■ EXERCISE INPUT ■

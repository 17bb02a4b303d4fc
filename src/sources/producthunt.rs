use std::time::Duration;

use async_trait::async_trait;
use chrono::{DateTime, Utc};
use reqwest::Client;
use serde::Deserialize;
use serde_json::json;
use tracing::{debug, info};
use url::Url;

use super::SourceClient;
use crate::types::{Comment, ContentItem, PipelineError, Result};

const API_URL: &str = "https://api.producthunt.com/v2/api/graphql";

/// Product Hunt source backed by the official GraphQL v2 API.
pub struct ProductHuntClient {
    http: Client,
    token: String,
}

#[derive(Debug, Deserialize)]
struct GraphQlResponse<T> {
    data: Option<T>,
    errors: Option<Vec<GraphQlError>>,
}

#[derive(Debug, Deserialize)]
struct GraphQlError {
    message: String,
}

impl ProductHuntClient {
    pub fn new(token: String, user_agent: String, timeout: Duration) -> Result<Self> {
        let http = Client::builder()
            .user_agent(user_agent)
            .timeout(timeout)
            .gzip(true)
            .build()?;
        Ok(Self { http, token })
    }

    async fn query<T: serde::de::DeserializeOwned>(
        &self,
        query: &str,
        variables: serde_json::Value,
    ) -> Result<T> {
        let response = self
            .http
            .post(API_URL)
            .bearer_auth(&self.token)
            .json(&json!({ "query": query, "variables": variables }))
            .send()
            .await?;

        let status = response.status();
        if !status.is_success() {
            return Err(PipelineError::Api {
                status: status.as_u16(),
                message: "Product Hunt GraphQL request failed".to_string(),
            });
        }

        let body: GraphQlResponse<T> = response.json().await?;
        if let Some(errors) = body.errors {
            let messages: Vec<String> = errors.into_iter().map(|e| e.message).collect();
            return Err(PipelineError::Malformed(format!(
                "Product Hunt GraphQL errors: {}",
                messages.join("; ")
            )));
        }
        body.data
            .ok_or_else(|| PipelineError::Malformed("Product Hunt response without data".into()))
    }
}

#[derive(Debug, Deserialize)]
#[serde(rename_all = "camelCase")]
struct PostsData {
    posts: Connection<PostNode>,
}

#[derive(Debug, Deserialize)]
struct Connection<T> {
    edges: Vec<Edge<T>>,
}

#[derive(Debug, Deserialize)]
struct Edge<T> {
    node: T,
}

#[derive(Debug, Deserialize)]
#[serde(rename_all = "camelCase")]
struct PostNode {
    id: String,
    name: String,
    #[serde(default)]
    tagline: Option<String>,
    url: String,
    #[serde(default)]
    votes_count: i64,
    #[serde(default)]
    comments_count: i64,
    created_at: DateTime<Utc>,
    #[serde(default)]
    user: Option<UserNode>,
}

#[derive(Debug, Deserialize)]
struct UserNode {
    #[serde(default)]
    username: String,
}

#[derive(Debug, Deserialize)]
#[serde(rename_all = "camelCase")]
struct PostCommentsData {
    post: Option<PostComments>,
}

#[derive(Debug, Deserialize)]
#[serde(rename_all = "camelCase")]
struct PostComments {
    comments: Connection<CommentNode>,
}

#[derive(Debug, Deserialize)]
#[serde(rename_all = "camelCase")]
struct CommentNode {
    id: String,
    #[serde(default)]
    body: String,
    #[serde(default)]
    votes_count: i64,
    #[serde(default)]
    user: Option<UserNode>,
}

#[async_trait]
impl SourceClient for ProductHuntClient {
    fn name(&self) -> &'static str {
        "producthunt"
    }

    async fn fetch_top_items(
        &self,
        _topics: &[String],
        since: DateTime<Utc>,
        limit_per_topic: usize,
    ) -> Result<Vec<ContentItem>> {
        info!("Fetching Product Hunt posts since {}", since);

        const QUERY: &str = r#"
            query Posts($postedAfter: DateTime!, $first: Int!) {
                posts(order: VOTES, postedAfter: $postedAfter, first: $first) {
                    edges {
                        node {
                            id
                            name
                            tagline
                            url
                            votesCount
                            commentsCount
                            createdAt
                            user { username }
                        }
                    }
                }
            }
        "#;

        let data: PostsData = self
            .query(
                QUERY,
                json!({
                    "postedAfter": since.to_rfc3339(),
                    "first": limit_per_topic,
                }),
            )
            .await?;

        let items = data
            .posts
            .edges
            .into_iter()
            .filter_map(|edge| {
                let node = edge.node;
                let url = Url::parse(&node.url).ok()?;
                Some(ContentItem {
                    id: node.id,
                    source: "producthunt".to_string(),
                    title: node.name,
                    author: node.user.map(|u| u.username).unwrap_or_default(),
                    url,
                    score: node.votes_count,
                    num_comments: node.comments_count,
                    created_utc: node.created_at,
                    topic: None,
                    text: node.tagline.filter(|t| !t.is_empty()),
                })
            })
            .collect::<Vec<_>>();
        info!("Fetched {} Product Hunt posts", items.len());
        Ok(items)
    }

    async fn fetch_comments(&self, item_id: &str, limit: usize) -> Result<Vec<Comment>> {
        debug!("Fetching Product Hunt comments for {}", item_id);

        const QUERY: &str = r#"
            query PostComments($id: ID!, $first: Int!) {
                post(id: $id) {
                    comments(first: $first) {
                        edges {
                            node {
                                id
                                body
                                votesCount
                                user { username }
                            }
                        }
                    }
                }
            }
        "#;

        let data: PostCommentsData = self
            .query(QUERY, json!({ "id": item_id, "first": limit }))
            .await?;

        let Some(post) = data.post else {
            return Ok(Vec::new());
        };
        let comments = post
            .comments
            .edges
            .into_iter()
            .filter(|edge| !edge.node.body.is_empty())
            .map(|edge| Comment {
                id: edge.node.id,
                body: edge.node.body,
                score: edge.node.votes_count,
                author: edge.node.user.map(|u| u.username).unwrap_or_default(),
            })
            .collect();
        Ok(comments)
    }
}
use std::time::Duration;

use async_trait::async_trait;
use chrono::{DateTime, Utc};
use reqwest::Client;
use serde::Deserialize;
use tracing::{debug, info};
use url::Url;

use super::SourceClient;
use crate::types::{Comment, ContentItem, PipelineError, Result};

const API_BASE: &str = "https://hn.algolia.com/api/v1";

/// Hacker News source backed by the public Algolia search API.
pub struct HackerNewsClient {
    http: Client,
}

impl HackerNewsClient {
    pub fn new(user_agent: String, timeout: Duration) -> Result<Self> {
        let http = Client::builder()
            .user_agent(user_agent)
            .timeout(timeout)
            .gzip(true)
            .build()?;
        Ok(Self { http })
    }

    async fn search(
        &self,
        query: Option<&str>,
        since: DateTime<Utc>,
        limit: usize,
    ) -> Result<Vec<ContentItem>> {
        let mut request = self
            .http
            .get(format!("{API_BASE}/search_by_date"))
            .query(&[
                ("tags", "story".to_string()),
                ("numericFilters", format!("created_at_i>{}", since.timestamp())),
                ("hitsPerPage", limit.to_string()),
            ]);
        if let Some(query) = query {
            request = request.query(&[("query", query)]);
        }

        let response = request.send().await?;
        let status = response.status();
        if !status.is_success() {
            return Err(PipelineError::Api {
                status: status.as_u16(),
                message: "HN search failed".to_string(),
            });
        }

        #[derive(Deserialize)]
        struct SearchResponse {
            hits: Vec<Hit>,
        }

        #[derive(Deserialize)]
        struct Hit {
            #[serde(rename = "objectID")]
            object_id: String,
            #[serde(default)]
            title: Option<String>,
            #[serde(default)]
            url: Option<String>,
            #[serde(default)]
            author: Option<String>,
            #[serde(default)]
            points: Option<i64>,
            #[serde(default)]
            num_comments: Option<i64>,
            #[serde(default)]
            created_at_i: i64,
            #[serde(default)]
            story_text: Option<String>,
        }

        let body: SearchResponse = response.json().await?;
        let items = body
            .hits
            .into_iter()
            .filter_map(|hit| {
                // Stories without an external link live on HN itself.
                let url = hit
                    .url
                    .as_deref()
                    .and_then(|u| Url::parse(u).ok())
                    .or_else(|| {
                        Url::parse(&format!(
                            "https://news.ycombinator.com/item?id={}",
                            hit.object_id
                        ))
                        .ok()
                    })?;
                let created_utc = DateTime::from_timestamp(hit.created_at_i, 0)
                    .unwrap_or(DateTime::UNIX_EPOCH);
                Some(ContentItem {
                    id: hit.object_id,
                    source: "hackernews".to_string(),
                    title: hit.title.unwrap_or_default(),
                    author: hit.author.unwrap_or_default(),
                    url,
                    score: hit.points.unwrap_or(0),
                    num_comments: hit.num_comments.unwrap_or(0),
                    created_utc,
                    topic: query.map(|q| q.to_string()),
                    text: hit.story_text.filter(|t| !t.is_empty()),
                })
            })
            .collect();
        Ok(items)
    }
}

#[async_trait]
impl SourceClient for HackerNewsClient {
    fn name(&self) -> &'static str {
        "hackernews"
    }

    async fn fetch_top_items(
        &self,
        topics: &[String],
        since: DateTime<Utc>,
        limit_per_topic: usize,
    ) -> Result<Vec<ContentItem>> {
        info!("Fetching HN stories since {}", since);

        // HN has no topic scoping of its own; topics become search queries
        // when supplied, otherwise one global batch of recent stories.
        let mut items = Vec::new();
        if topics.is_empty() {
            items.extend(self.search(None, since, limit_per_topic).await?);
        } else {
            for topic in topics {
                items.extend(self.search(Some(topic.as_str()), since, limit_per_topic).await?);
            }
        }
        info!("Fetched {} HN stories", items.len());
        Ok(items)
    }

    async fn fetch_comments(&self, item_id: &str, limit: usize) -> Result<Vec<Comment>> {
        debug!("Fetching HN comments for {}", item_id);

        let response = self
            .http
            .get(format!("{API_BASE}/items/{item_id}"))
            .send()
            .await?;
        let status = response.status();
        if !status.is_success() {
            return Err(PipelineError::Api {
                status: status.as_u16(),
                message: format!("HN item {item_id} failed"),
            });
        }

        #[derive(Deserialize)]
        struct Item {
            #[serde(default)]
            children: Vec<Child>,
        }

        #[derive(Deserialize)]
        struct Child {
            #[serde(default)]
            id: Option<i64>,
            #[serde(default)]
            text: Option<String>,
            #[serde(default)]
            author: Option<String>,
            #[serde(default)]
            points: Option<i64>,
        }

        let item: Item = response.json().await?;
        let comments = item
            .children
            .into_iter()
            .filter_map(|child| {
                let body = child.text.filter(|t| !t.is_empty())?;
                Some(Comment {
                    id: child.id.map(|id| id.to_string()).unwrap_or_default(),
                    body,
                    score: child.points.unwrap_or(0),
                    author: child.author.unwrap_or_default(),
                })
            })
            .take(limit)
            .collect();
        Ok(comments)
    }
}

■ ASSIGNED TASK ■
Only lines that include "Connection" belong in the answer; copy all of them from the listing.

■ EXERCISE ANSWER ■
    posts: Connection<PostNode>,
struct Connection<T> {
    comments: Connection<CommentNode>,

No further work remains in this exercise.